*** Dataset entries ***

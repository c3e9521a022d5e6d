//! Error types for the resolver crate.

/// Errors that reject an edited document before any change set is built.
///
/// Both variants are input-validation failures. They are fatal to the call:
/// no partial change set is ever produced.
#[derive(Debug, Clone, PartialEq, Eq, thiserror::Error)]
pub enum ResolveError {
    /// Two or more data lines share a key, compared case-insensitively.
    /// Carries every duplicated key, lower-cased and sorted.
    #[error("config text has repeated keys: [{}], please check your input", keys.join(", "))]
    DuplicateKey { keys: Vec<String> },

    /// A line that is neither blank nor a comment has no `=` separator.
    #[error("line:{line_num} key value must separate by '='")]
    MalformedLine { line_num: u32 },
}

/// Convenience alias for resolver results.
pub type ResolveResult<T> = Result<T, ResolveError>;

#[cfg(test)]
mod tests {
    use super::*;

    #[test]
    fn duplicate_key_message_lists_keys() {
        let err = ResolveError::DuplicateKey {
            keys: vec!["a".into(), "b".into()],
        };
        assert_eq!(
            err.to_string(),
            "config text has repeated keys: [a, b], please check your input"
        );
    }

    #[test]
    fn malformed_line_message_names_line() {
        let err = ResolveError::MalformedLine { line_num: 4 };
        assert_eq!(err.to_string(), "line:4 key value must separate by '='");
    }
}
//! Error types for import identification.

use thiserror::Error;

/// Errors raised while identifying an import target.
#[derive(Debug, Clone, PartialEq, Eq, Error)]
pub enum ImportError {
    /// The uploaded file has no content.
    #[error("the file is empty: {name}")]
    EmptyFile { name: String },

    /// The file name has no `.format` suffix.
    #[error("the file format is invalid: {name}")]
    InvalidFormat { name: String },

    /// The file name does not split into `app+cluster+namespace`.
    #[error("file name [{name}] not valid: {reason}")]
    InvalidFileName { name: String, reason: String },

    /// The last part is not exactly `namespace.format`.
    #[error("{name} namespace and format is invalid")]
    InvalidNamespace { name: String },

    /// The format suffix is not one cfgtext knows.
    #[error("{name} format is invalid: {format}")]
    UnsupportedFormat { name: String, format: String },
}

/// Convenience type alias for import operations.
pub type Result<T> = std::result::Result<T, ImportError>;
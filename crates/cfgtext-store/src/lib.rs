//! Item storage for cfgtext.
//!
//! The resolver only computes change sets; this crate persists them. Every
//! namespace holds an ordered set of items plus a revision counter, and a
//! change set is applied against the revision its baseline was read at.
//!
//! # Storage Backends
//!
//! All backends implement the [`ItemStore`] trait:
//!
//! - [`InMemoryItemStore`] -- `RwLock`-guarded store for tests and embedding
//! - [`JsonFileItemStore`] -- whole-state JSON document on disk, replaced
//!   atomically on every write
//!
//! # Design Rules
//!
//! 1. A change set is applied completely or not at all.
//! 2. Applying against a stale revision fails; nothing is retried.
//! 3. Creates receive fresh, monotonically increasing ids.
//! 4. Reads hand out snapshots; callers never hold a reference into the store.

pub mod error;
pub mod file;
pub mod memory;
pub mod model;
pub mod state;
pub mod traits;

pub use error::{StoreError, StoreResult};
pub use file::JsonFileItemStore;
pub use memory::InMemoryItemStore;
pub use model::{AppliedChangeSet, Baseline, NamespaceInfo};
pub use traits::ItemStore;
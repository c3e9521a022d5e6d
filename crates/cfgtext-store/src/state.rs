//! Backend-independent store state and the change set application rules.
//!
//! Both backends keep a [`StoreState`]; they differ only in where it lives and
//! how a mutation is published.

use std::collections::{BTreeMap, HashSet};

use cfgtext_resolve::ChangeSet;
use cfgtext_types::{Item, ItemId, NamespaceId};
use serde::{Deserialize, Serialize};
use tracing::debug;

use crate::error::{StoreError, StoreResult};
use crate::model::{AppliedChangeSet, Baseline, NamespaceInfo};

/// One namespace's registry entry and items.
#[derive(Clone, Debug, PartialEq, Eq, Serialize, Deserialize)]
pub struct NamespaceRecord {
    pub info: NamespaceInfo,
    pub revision: u64,
    /// Operator of the last applied change set, if it was stamped.
    #[serde(default, skip_serializing_if = "Option::is_none")]
    pub last_modified_by: Option<String>,
    pub items: BTreeMap<ItemId, Item>,
}

/// The complete contents of a store.
#[derive(Clone, Debug, PartialEq, Eq, Serialize, Deserialize)]
pub struct StoreState {
    next_namespace_id: i64,
    next_item_id: i64,
    namespaces: BTreeMap<NamespaceId, NamespaceRecord>,
}

impl Default for StoreState {
    fn default() -> Self {
        Self {
            next_namespace_id: 1,
            next_item_id: 1,
            namespaces: BTreeMap::new(),
        }
    }
}

impl StoreState {
    pub fn create_namespace(
        &mut self,
        app_id: &str,
        cluster: &str,
        name: &str,
    ) -> StoreResult<NamespaceInfo> {
        if self.find_namespace(app_id, cluster, name).is_some() {
            return Err(StoreError::NamespaceExists {
                app_id: app_id.to_string(),
                cluster: cluster.to_string(),
                name: name.to_string(),
            });
        }

        let id = NamespaceId::new(self.next_namespace_id);
        self.next_namespace_id += 1;
        let info = NamespaceInfo {
            id,
            app_id: app_id.to_string(),
            cluster: cluster.to_string(),
            name: name.to_string(),
        };
        self.namespaces.insert(
            id,
            NamespaceRecord {
                info: info.clone(),
                revision: 0,
                last_modified_by: None,
                items: BTreeMap::new(),
            },
        );
        debug!(namespace = %id, coordinates = %info.coordinates(), "namespace created");
        Ok(info)
    }

    pub fn find_namespace(&self, app_id: &str, cluster: &str, name: &str) -> Option<NamespaceInfo> {
        self.namespaces
            .values()
            .find(|r| r.info.matches(app_id, cluster, name))
            .map(|r| r.info.clone())
    }

    pub fn namespace(&self, id: NamespaceId) -> Option<&NamespaceRecord> {
        self.namespaces.get(&id)
    }

    pub fn namespaces(&self) -> Vec<NamespaceInfo> {
        self.namespaces.values().map(|r| r.info.clone()).collect()
    }

    pub fn snapshot(&self, namespace: NamespaceId) -> StoreResult<Baseline> {
        let record = self
            .namespaces
            .get(&namespace)
            .ok_or(StoreError::NamespaceNotFound(namespace))?;

        let mut items: Vec<Item> = record.items.values().cloned().collect();
        items.sort_by_key(|item| (item.line_num, item.id));
        Ok(Baseline {
            namespace,
            revision: record.revision,
            items,
        })
    }

    /// Apply a change set, or leave the state untouched on any error.
    pub fn apply(
        &mut self,
        namespace: NamespaceId,
        expected_revision: u64,
        changes: &ChangeSet,
    ) -> StoreResult<AppliedChangeSet> {
        let record = self
            .namespaces
            .get(&namespace)
            .ok_or(StoreError::NamespaceNotFound(namespace))?;

        if record.revision != expected_revision {
            return Err(StoreError::StaleBaseline {
                namespace,
                expected: expected_revision,
                actual: record.revision,
            });
        }
        check_change_set(record, changes)?;

        // Every check passed; from here on nothing can fail.
        let mut next_item_id = self.next_item_id;
        let record = self
            .namespaces
            .get_mut(&namespace)
            .ok_or(StoreError::NamespaceNotFound(namespace))?;

        for item in changes.deletes() {
            record.items.remove(&item.id);
        }
        for item in changes.updates() {
            record.items.insert(item.id, item.clone());
        }
        let mut created = Vec::with_capacity(changes.creates().len());
        for item in changes.creates() {
            let id = ItemId::new(next_item_id);
            next_item_id += 1;
            let item = item.clone().with_id(id);
            record.items.insert(id, item.clone());
            created.push(item);
        }

        record.revision += 1;
        if let Some(operator) = changes.modified_by() {
            record.last_modified_by = Some(operator.to_string());
        }
        let revision = record.revision;
        self.next_item_id = next_item_id;

        debug!(
            namespace = %namespace,
            revision,
            creates = created.len(),
            updates = changes.updates().len(),
            deletes = changes.deletes().len(),
            "change set applied"
        );

        Ok(AppliedChangeSet {
            namespace,
            revision,
            created,
            updated: changes.updates().len(),
            deleted: changes.deletes().len(),
        })
    }
}

/// Structural checks that must all pass before any write.
fn check_change_set(record: &NamespaceRecord, changes: &ChangeSet) -> StoreResult<()> {
    let namespace = record.info.id;
    let foreign = changes
        .creates()
        .iter()
        .chain(changes.updates())
        .chain(changes.deletes())
        .find(|item| item.namespace_id != namespace);
    if let Some(foreign) = foreign {
        return Err(StoreError::InvalidChangeSet(format!(
            "item at line {} belongs to {}, not {}",
            foreign.line_num, foreign.namespace_id, namespace
        )));
    }

    if let Some(item) = changes.creates().iter().find(|item| item.is_persisted()) {
        return Err(StoreError::InvalidChangeSet(format!(
            "create at line {} already carries id {}",
            item.line_num, item.id
        )));
    }

    let mut touched = HashSet::new();
    for item in changes.updates().iter().chain(changes.deletes()) {
        if !record.items.contains_key(&item.id) {
            return Err(StoreError::ItemNotFound {
                namespace,
                id: item.id,
            });
        }
        if !touched.insert(item.id) {
            return Err(StoreError::InvalidChangeSet(format!(
                "item {} is scheduled more than once",
                item.id
            )));
        }
    }
    Ok(())
}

*** End of Dataset entries ***

### What you will do
Begin at the first line of the entries above and copy every line exactly, ending with the line that contains "for resolver results.".

### Response
repository c3e9521a022d5e6d
//! Error types for the resolver crate.

/// Errors that reject an edited document before any change set is built.
///
/// Both variants are input-validation failures. They are fatal to the call:
/// no partial change set is ever produced.
#[derive(Debug, Clone, PartialEq, Eq, thiserror::Error)]
pub enum ResolveError {
    /// Two or more data lines share a key, compared case-insensitively.
    /// Carries every duplicated key, lower-cased and sorted.
    #[error("config text has repeated keys: [{}], please check your input", keys.join(", "))]
    DuplicateKey { keys: Vec<String> },

    /// A line that is neither blank nor a comment has no `=` separator.
    #[error("line:{line_num} key value must separate by '='")]
    MalformedLine { line_num: u32 },
}

/// Convenience alias for resolver results.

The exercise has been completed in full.